2) Chinese girls really dun shave their armpit hair
This is really WTF WTF man. There was once a female colleague was talking to me at my desk, so I was sitting down and she was standing up. In order to maintain eye contact I had to look up right? Then, she started tying her hair. In the process inevitably she had to raise her hands right? And since she was wearing a sleeveless top, two tufts of armpit hair was just staring me at the face and try as I might I couldn't tear my eyes off them. Another female colleague was worse. I was walking behind her and I suddenly realized that even with her hands down, hair was peeking out of her pits. Now guys, what can possibly be more of a turn off than that???
3) Just because I can speak chinese, doesn't mean I always understand what the Chinese are saying.
Sometimes I even think it's unfair. I wanna tell them look man, accents, articulation and speed all play a part ok? Sure sure, it's my government's fault for making the school teach us 标准 pronounciation. But dun lose your patience with me just because I need you to repeat or explain things to me what. Yes, I know there's a friggin queue, but I dowan to end up eating horse manure for my dinner just because I dun understand what the middle finger you're saying coz your tongue is so frigging lazy to move right?

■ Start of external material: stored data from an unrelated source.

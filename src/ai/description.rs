//! Description generation against a completion backend.

use tracing::{debug, info};

use crate::ai::error::CompletionError;
use crate::ai::{CompletionBackend, CompletionRequest};

/// Turns a completion request into description text.
///
/// The backend is supplied by the caller, so tests can substitute a double
/// without touching the process environment.
pub struct DescriptionService<'b> {
    backend: &'b dyn CompletionBackend,
}

impl<'b> DescriptionService<'b> {
    /// Creates a service that sends requests through `backend`.
    pub fn new(backend: &'b dyn CompletionBackend) -> Self {
        Self { backend }
    }

    /// Sends `request` once and returns the first choice verbatim.
    ///
    /// An empty `api_key` fails before the backend is contacted.
    pub async fn generate(
        &self,
        request: &CompletionRequest,
        api_key: &str,
    ) -> Result<String, CompletionError> {
        if api_key.is_empty() {
            return Err(CompletionError::MissingCredentials);
        }

        info!(
            backend = self.backend.name(),
            model = %request.model,
            max_tokens = request.max_tokens,
            prompt_len = request.prompt().len(),
            "Requesting description"
        );

        let choices = self
            .backend
            .complete(request, api_key)
            .await
            .map_err(|e| CompletionError::Backend(format!("{e:#}")))?;

        let text = choices
            .into_iter()
            .next()
            .ok_or(CompletionError::EmptyCompletion)?;

        debug!(response_len = text.len(), "Received description");
        debug!(response_content = %text, "Description content");
        Ok(text)
    }
}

All right, time to reply a few comments, coz for the life of me I can't understand why everytime I try to post a comment the page is not found.
To Ray: I miss you guys too. I'll be back soon ok dude, 2.5 more weeks nia!
To Seow Yee: Thanks for enjoying that entry! I'll be here until 21st July, and my hp no is on my MSN. Gimme a call if the timing fits!
Ok I'll try to put up a tagboard once I'm back in Singapore. Here is just impossible coz the internet is so unpredictable. I type all these in word first then paste into blogger, coz I dunno how stable the connection is. I dowan to type for 1/2 hour and then when I click post the page is not found, you can just want to kill yourself after that.
Ok cheers peepz, really looking forward to seeing everyone soon!!! 2 more weeks!!!